«Последние новости». 1934-1935 - Георгий Адамович
Шрифт:
Интервал:
Закладка:
Обстоятельный разбор этих «достижений» уместен был бы, однако, только в специальной печати. Но то, что за ними, — их основа, их почва — имеет значение глубокое и общее… В России поэзия реалистична и рационалистична в самом ощущении жизни. Она менее всего хочет «того, чего нет на свете», как хотела когда-то З. Н. Гиппиус. Она, может быть, и не удовлетворена миром, но она им не безнадежно не удовлетворена. Поэтому она не мечтает о чуде.
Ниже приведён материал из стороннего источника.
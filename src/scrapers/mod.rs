pub mod schedule;
pub mod team_rankings;

pub use schedule::ScoresAndOddsClient;
pub use team_rankings::TeamRankingsClient;

use async_trait::async_trait;
use chrono::NaiveDate;
use serde_json::Value;

use crate::errors::ModelError;
use crate::fetch::FetchSource;
use crate::models::Category;

/// The live fetch capability: one object that knows how to pull everything
/// the model needs, dispatching each category to the right scraper.
pub struct WebDataSource {
    stats: TeamRankingsClient,
    schedule: ScoresAndOddsClient,
}

impl WebDataSource {
    pub fn new() -> Self {
        Self {
            stats: TeamRankingsClient::new(),
            schedule: ScoresAndOddsClient::new(),
        }
    }
}

impl Default for WebDataSource {
    fn default() -> Self {
        Self::new()
    }
}

#[async_trait]
impl FetchSource for WebDataSource {
    async fn fetch(&self, category: Category, date: NaiveDate) -> Result<Vec<Value>, ModelError> {
        match category {
            Category::Schedule => self.schedule.fetch_games(date).await,
            _ => self.stats.fetch_table(category, date).await,
        }
    }
}
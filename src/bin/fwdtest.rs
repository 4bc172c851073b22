use std::path::PathBuf;

use anyhow::{Context, Result};
use clap::Parser;
use ncaab_model::cache::SnapshotCache;
use ncaab_model::config::{EfficiencySource, RunConfig};
use ncaab_model::errors::ModelError;
use ncaab_model::eval::{ForwardWindow, Forwardtester};
use ncaab_model::model::EfficiencyModel;
use ncaab_model::scrapers::WebDataSource;
use ncaab_model::teams::TeamDirectory;

/// Predict the upcoming slate of NCAA basketball games. There are no
/// settled outcomes to score against, so this prints projections grouped by
/// tip-off time instead of a backtest summary.
#[derive(Parser, Debug)]
#[command(name = "fwdtest")]
struct Args {
    /// Predict today's games
    #[arg(long)]
    today: bool,

    /// Predict tomorrow's games
    #[arg(long)]
    tomorrow: bool,

    /// Data directory root (defaults to $NCAAB_DATA_DIR, then ./data)
    #[arg(long)]
    data_dir: Option<PathBuf>,

    /// Restrict predictions to games involving these teams (repeatable)
    #[arg(long = "team")]
    teams: Vec<String>,

    /// Name used for the results file
    #[arg(long, default_value = "fwdtest")]
    test_name: String,

    /// Blend season efficiency with recent form instead of season-only
    #[arg(long)]
    blend: bool,

    /// Re-fetch every snapshot even if the cache is complete
    #[arg(long)]
    force: bool,

    /// Suppress progress output and the slate printout
    #[arg(long)]
    quiet: bool,
}

#[tokio::main]
async fn main() -> Result<()> {
    dotenv::dotenv().ok();
    tracing_subscriber::fmt::init();

    let args = Args::parse();

    let window = match (args.today, args.tomorrow) {
        (true, true) => ForwardWindow::Both,
        (true, false) => ForwardWindow::Today,
        (false, true) => ForwardWindow::Tomorrow,
        (false, false) => {
            return Err(ModelError::Configuration {
                reason: "pass --today and/or --tomorrow".to_string(),
            }
            .into());
        }
    };

    let data_dir = args
        .data_dir
        .or_else(|| std::env::var("NCAAB_DATA_DIR").ok().map(PathBuf::from))
        .unwrap_or_else(|| PathBuf::from("data"));

    let mut config = RunConfig::new(data_dir);
    config.quiet = args.quiet;
    config.teams = args.teams;
    if args.blend {
        config.efficiency_source = EfficiencySource::blended();
    }

    let directory = TeamDirectory::load(&config.teams_dir())
        .context("Failed to load team name maps")?;
    let cache = SnapshotCache::new(config.cache_dir());
    let model = EfficiencyModel::new(&cache, &directory, &config);

    let tester = Forwardtester::new(&config, &directory, &model, window)?;

    let source = WebDataSource::new();
    tester
        .prepare(&source, args.force)
        .await
        .context("Failed to prepare snapshot data")?;

    tester.run(&args.test_name)?;

    Ok(())
}
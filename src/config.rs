use std::path::PathBuf;

use serde::{Deserialize, Serialize};

/// Where a team's offensive/defensive efficiency numbers come from.
///
/// `Season` reads the season-to-date column only. `Blended` mixes the season
/// column with the last-3-games column; backtests across several window
/// lengths consistently favor a 95/5 blend, so that is the default blend.
#[derive(Debug, Clone, Copy, PartialEq, Serialize, Deserialize)]
pub enum EfficiencySource {
    Season,
    Blended {
        season_weight: f64,
        recent_weight: f64,
    },
}

impl EfficiencySource {
    pub fn blended() -> Self {
        EfficiencySource::Blended {
            season_weight: 0.95,
            recent_weight: 0.05,
        }
    }
}

impl Default for EfficiencySource {
    fn default() -> Self {
        EfficiencySource::Season
    }
}

/// Empirically tuned model constants, named and overridable rather than
/// buried as literals in the prediction formula.
#[derive(Debug, Clone, Copy, Serialize, Deserialize)]
pub struct ModelTuning {
    /// Points added to the home team's projection on non-neutral courts.
    pub home_advantage: f64,
    /// Exponent for the pythagorean win-probability transform (NCAAB value).
    pub pythagorean_exponent: f64,
    /// League-average points per 100 possessions, used to scale efficiency
    /// matchups back into points.
    pub league_avg_efficiency: f64,
    /// Points docked from the away team per hour of time-zone offset
    /// traveled. Only applied when geographic data is available.
    pub travel_penalty_per_zone: f64,
}

impl Default for ModelTuning {
    fn default() -> Self {
        Self {
            home_advantage: 3.09,
            pythagorean_exponent: 10.25,
            league_avg_efficiency: 104.6,
            travel_penalty_per_zone: 0.4,
        }
    }
}

/// Immutable run configuration, constructed once at startup and passed by
/// reference to every component that needs it.
#[derive(Debug, Clone)]
pub struct RunConfig {
    /// Root of the on-disk data tree (cache snapshots, team maps, results).
    pub data_dir: PathBuf,
    /// Suppress progress and summary printing. Never affects stored results.
    pub quiet: bool,
    /// Print the aggregate summary table at the end of a run.
    pub print_summary: bool,
    /// Optional team filter; empty means every game in the range.
    pub teams: Vec<String>,
    /// Minimum number of predicted games for a run to count as producing
    /// results. 1 by default; stricter callers set 2 so a single-game run
    /// cannot masquerade as a meaningful backtest.
    pub min_predicted_games: usize,
    pub efficiency_source: EfficiencySource,
    pub tuning: ModelTuning,
}

impl RunConfig {
    pub fn new(data_dir: impl Into<PathBuf>) -> Self {
        Self {
            data_dir: data_dir.into(),
            quiet: false,
            print_summary: true,
            teams: Vec::new(),
            min_predicted_games: 1,
            efficiency_source: EfficiencySource::default(),
            tuning: ModelTuning::default(),
        }
    }

    /// Directory holding the static team name lists and cross-site maps.
    pub fn teams_dir(&self) -> PathBuf {
        self.data_dir.join("teams").join("json")
    }

    /// Root of the scraped snapshot cache.
    pub fn cache_dir(&self) -> PathBuf {
        self.data_dir.join("teamrankings")
    }

    /// Directory for backtest result files.
    pub fn backtest_dir(&self) -> PathBuf {
        self.data_dir.join("backtest").join("json")
    }

    /// Directory for forward-test result files.
    pub fn fwdtest_dir(&self) -> PathBuf {
        self.data_dir.join("fwdtest").join("json")
    }
}
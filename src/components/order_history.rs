//! Order History Page

use leptos::prelude::*;
use leptos::task::spawn_local;

use crate::api::use_api;
use crate::context::{use_app_context, Page};
use crate::models::{format_price, format_timestamp, PaymentRecord};
use crate::store::use_cart_store;

#[component]
pub fn OrderHistoryPage() -> impl IntoView {
    let ctx = use_app_context();
    let api = use_api();
    let cart_store = use_cart_store();

    let (records, set_records) = signal(Vec::<PaymentRecord>::new());
    let (loading, set_loading) = signal(true);

    Effect::new(move |_| {
        let api = api.get_value();
        spawn_local(async move {
            match api.payment_history().await {
                Ok(loaded) => set_records.set(loaded),
                Err(e) => ctx.report(&e),
            }
            set_loading.set(false);
        });
    });

    view! {
        <section class="history-page">
            <h2>"Your Orders"</h2>
            <Show when=move || !loading.get() && records.with(|r| r.is_empty())>
                <p class="empty">"No orders yet"</p>
            </Show>
            <ul class="history-list">
                <For
                    each=move || records.get()
                    key=|record| record.order_id.clone()
                    children=move |record| {
                        let when = record.created_at.as_deref().map(format_timestamp).unwrap_or_default();
                        let status_class = format!("status {}", record.status.to_lowercase());
                        let reorder_items = record.items.clone();
                        let has_items = !reorder_items.is_empty();
                        let reorder = move |_| {
                            match cart_store.with_value(|s| s.replace(reorder_items.clone())) {
                                Ok(()) => ctx.navigate(Page::Cart),
                                Err(e) => ctx.report(&e),
                            }
                        };
                        view! {
                            <li class="history-entry">
                                <div class="history-head">
                                    <span class="order-id">{record.order_id.clone()}</span>
                                    <span class=status_class>{record.status.clone()}</span>
                                </div>
                                <div class="history-meta">
                                    <span class="history-when">{when}</span>
                                    <span class="history-amount">{format_price(record.amount)}</span>
                                </div>
                                <ul class="history-items">
                                    {record.items.iter().map(|item| view! {
                                        <li>{item.name.clone()} " × " {item.quantity}</li>
                                    }).collect_view()}
                                </ul>
                                {has_items.then(|| view! {
                                    <button class="secondary reorder-btn" on:click=reorder>"Order again"</button>
                                })}
                            </li>
                        }
                    }
                />
            </ul>
        </section>
    }
}
//! Shared Cart Endpoints
//!
//! Thin client for server-held carts addressed by code. The code is a
//! capability: anyone holding it can read and join the cart.

use async_trait::async_trait;
use serde::{Deserialize, Serialize};

use super::{encode_segment, ApiClient};
use crate::cart::MIN_QUANTITY;
use crate::error::AppResult;
use crate::models::{Contributor, LineItem, SharedCartSession};

/// Shared cart session lifecycle.
///
/// No retries and no sequencing: concurrent writers race and the
/// backend keeps the last write per item.
#[async_trait(?Send)]
pub trait CartSessionApi {
    /// `NotFound` for an unknown code, `Unauthorized` without a valid credential
    async fn fetch_session(&self, code: &str) -> AppResult<SharedCartSession>;

    /// Returns the new session's code
    async fn create_session(&self, items: &[LineItem], creator: Option<&Contributor>) -> AppResult<String>;

    /// Append `items` (already stamped with the caller's identity)
    async fn join_session(&self, code: &str, items: &[LineItem]) -> AppResult<()>;

    /// Sends nothing when `quantity` is below one
    async fn update_quantity(&self, code: &str, item_id: &str, quantity: i64) -> AppResult<()>;
}

// ========================
// Request Bodies
// ========================

#[derive(Serialize)]
#[serde(rename_all = "camelCase")]
struct CreateSessionArgs<'a> {
    items: &'a [LineItem],
    #[serde(skip_serializing_if = "Option::is_none")]
    created_by: Option<&'a Contributor>,
}

#[derive(Deserialize)]
struct CreatedSession {
    code: String,
}

#[derive(Serialize)]
struct JoinSessionArgs<'a> {
    code: &'a str,
    items: &'a [LineItem],
}

#[derive(Serialize)]
#[serde(rename_all = "camelCase")]
struct UpdateQuantityArgs<'a> {
    code: &'a str,
    item_id: &'a str,
    quantity: i64,
}

// ========================
// HTTP implementation
// ========================

#[async_trait(?Send)]
impl CartSessionApi for ApiClient {
    async fn fetch_session(&self, code: &str) -> AppResult<SharedCartSession> {
        let path = format!("/api/cart/{}", encode_segment(code));
        self.get_json(&path).await
    }

    async fn create_session(&self, items: &[LineItem], creator: Option<&Contributor>) -> AppResult<String> {
        let created: CreatedSession = self
            .post_json("/api/cart/create", &CreateSessionArgs { items, created_by: creator })
            .await?;
        log::info!("[CART] created shared cart {} with {} items", created.code, items.len());
        Ok(created.code)
    }

    async fn join_session(&self, code: &str, items: &[LineItem]) -> AppResult<()> {
        self.post_unit("/api/cart/join", &JoinSessionArgs { code, items }).await?;
        log::info!("[CART] joined shared cart {} with {} items", code, items.len());
        Ok(())
    }

    async fn update_quantity(&self, code: &str, item_id: &str, quantity: i64) -> AppResult<()> {
        if quantity < MIN_QUANTITY {
            log::debug!("[CART] ignoring quantity {} for {}", quantity, item_id);
            return Ok(());
        }
        self.post_unit(
            "/api/cart/update-quantity",
            &UpdateQuantityArgs { code, item_id, quantity },
        )
        .await
    }
}
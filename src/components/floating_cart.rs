//! Floating Cart Summary
//!
//! Sticky pill with the item count and total; hidden for an empty cart.

use leptos::prelude::*;

use crate::cart;
use crate::context::{use_app_context, Page};
use crate::models::format_price;
use crate::store::{use_app_store, AppStateStoreFields};

fn item_label(count: i64) -> String {
    if count == 1 {
        "1 item".to_string()
    } else {
        format!("{count} items")
    }
}

#[component]
pub fn FloatingCart() -> impl IntoView {
    let ctx = use_app_context();
    let store = use_app_store();

    let count = move || store.cart().with(|items| cart::item_count(items));
    let total = move || store.cart().with(|items| cart::cart_total(items));

    view! {
        <Show when=move || { count() > 0 }>
            <button class="floating-cart" on:click=move |_| ctx.navigate(Page::Cart)>
                <span class="floating-count">
                    {move || item_label(count())}
                </span>
                <span class="floating-total">{move || format_price(total())}</span>
                <span class="floating-cta">"View cart →"</span>
            </button>
        </Show>
    }
}
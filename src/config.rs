//! Build-time Configuration
//!
//! Public client settings baked in at compile time through environment
//! variables. Nothing here is secret.

const DEFAULT_API_URL: &str = "http://localhost:5000";
const DEFAULT_CURRENCY: &str = "INR";

#[derive(Debug, Clone, PartialEq)]
pub struct AppConfig {
    /// Backend origin, no trailing slash
    pub api_base_url: String,
    /// Public checkout key; the backend's order may override it
    pub razorpay_key_id: Option<String>,
    pub google_client_id: Option<String>,
    pub currency: String,
    pub merchant_name: String,
}

impl AppConfig {
    pub fn load() -> Self {
        Self::from_values(
            option_env!("QUICKCART_API_URL"),
            option_env!("QUICKCART_RAZORPAY_KEY"),
            option_env!("QUICKCART_GOOGLE_CLIENT_ID"),
        )
    }

    pub fn from_values(api_url: Option<&str>, razorpay_key: Option<&str>, google_client_id: Option<&str>) -> Self {
        let api_base_url = match non_empty(api_url) {
            Some(url) => url.trim_end_matches('/').to_string(),
            None => {
                log::info!("[CONFIG] QUICKCART_API_URL not set, using default: {DEFAULT_API_URL}");
                DEFAULT_API_URL.to_string()
            }
        };
        let razorpay_key_id = non_empty(razorpay_key).map(str::to_string);
        if razorpay_key_id.is_none() {
            log::warn!("[CONFIG] QUICKCART_RAZORPAY_KEY not set, relying on key from backend orders");
        }
        Self {
            api_base_url,
            razorpay_key_id,
            google_client_id: non_empty(google_client_id).map(str::to_string),
            currency: DEFAULT_CURRENCY.to_string(),
            merchant_name: "QuickCart".to_string(),
        }
    }

    /// Absolute URL for an `/api/...` path
    pub fn endpoint(&self, path: &str) -> String {
        format!("{}/{}", self.api_base_url, path.trim_start_matches('/'))
    }
}

fn non_empty(value: Option<&str>) -> Option<&str> {
    value.map(str::trim).filter(|v| !v.is_empty())
}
Чудо ей не нужно, она обойдется и без него. Поэзия, по собственному ее сознанию, есть одно из земных человеческих дел, одна из частей общего человеческого творчества (или «строительства»), отличающаяся от других своим специфическим характером, но никак не сущностью. Поэтому надо писать «хорошие» стихи — так же как надо хорошо работать в других областях. А хорошие стихи — это стихи, в которых пущены в ход все современные технические средства, поставлены и разрешены какие-нибудь словесные или идейные задачи при участии воли и под контролем разума. Не исключается вдохновение, как момент внезапной удачи, но настоящему «тамошнему» поэту в голову не придет искать двух-трех строчек, привязчивых и неотразимых, как заклинание. Не так давно в Москве поднялся крайне показательный спор — о рифме. Поводом к нему была поэма В. Луговского, написанная белыми стихами. Асеев с пеной у рта доказывал, что без рифм сейчас писать нельзя, что это «сдача позиций», что современный стих должен быть «вооружен» — и так далее… В эмиграции такой спор мог бы возникнуть разве только в каком-либо зарубежном Царевококшайске. Между тем нельзя отрицать, что по-своему Асеев — человек, знающий толк в стихах. Но мы с ним в разных эпохах, и, произнося одно и то же слово «поэзия», мы с ним говорим о разном. Для него это — почти «производство» (недаром в России вошло в литературный обиход словечко «продукция»). Ему естественно требовать усовершенствованного оборудования и напряженной техники. Если он слегка и переборщил, то пафос его все-таки понятен.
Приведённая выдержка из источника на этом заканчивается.